Setting up the robot is fairly simple and only requires a couple of prerequisites outside of getting the code running. The car comes in a kit form and includes the tools and instructions you need to assemble it. You will also need the Adafruit Bluefruit Connect app running on a phone or tablet to send commands.
The first thing you will need to do is assemble the Ring:bit Car V2. Adafruit previously sold a version branded as the Pi Supply bit:buggy, which is functionally the same. Each car kit includes assembly instructions, or if you would prefer, you can follow along with the online instructions.
There are a couple of different variations of the board, but both function work without any modifications.

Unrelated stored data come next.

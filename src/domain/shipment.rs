// ==========================================
// 运费对账分析工具 - 物流费用记录
// ==========================================
// 来源: 货代导出的物流费用表（中文表头）
// ==========================================

use chrono::NaiveDate;
use serde::{Deserialize, Serialize};

// ==========================================
// ShippingRecord - 物流费用记录
// ==========================================
// 用途: 导入层写入,对账引擎只读
#[derive(Debug, Clone, PartialEq, Serialize, Deserialize)]
pub struct ShippingRecord {
    pub tracking_number: String,           // 物流单号（已标准化，连接键）
    pub cost_rmb: f64,                     // 总金额（人民币）
    pub ship_date: Option<NaiveDate>,      // 收货时间
    pub country_raw: Option<String>,       // 国家/计费分区（中文原值）
    pub weight_kg: Option<f64>,            // 计费重（kg）
    pub internal_order_id: Option<String>, // 客户单号

    // 元信息
    pub row_number: usize, // 源文件数据行号（表头下一行为 1，空白行也计数）
}

impl ShippingRecord {
    /// 按汇率换算美元运费
    pub fn cost_usd(&self, rmb_to_usd: f64) -> f64 {
        self.cost_rmb * rmb_to_usd
    }
}
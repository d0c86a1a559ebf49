// ==========================================
// 运费对账分析工具 - 配置错误类型
// ==========================================

use thiserror::Error;

#[derive(Error, Debug)]
pub enum ConfigError {
    #[error("配置文件不存在: {0}")]
    NotFound(String),

    #[error("配置文件读取失败 ({path}): {message}")]
    ReadError { path: String, message: String },

    #[error("配置解析失败: {0}")]
    Parse(#[from] serde_json::Error),

    #[error("配置值格式错误 (key: {key}, value: {value}): {message}")]
    InvalidValue {
        key: String,
        value: String,
        message: String,
    },
}

pub type ConfigResult<T> = Result<T, ConfigError>;
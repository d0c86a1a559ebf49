// ==========================================
// 集成测试辅助模块
// ==========================================

pub mod mock_config;
pub mod test_data_builder;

When you get to the part where it asks you to connect a micro:bit, just use the CLUE instead. If you haven't already installed CircuitPython, doing so before connecting it to the car is much easier because it's difficult to reach the reset button. If you have already assembled it, however, with some good timing it's possible to slip a small flathead screw driver under and double press the reset button.
On the back of the board are 3 connectors labeled 0VG through 2VG. This nomenclature indicates the output pins are arranged GPIO (General Purpose Input Output) number, V+, and Ground. As indicated in the photo, the yellow wire should plug towards the GPIO side with the number.
The code is expecting the LED connector to plug into GPIO0, the servo on the robot car's left (when viewed from the rear) to plug into GPIO1, and the right servo should plug into GPIO2. If your robot doesn't move as expected, you can either rearrange the plugs or update it in the code if you'd prefer.
The Adafruit Bluefruit app is available for both iOS and Android. You can find more information about installing and configuring it in the Bluefruit LE Connect for iOS and Android guide. Once that is running, you are ready to continue.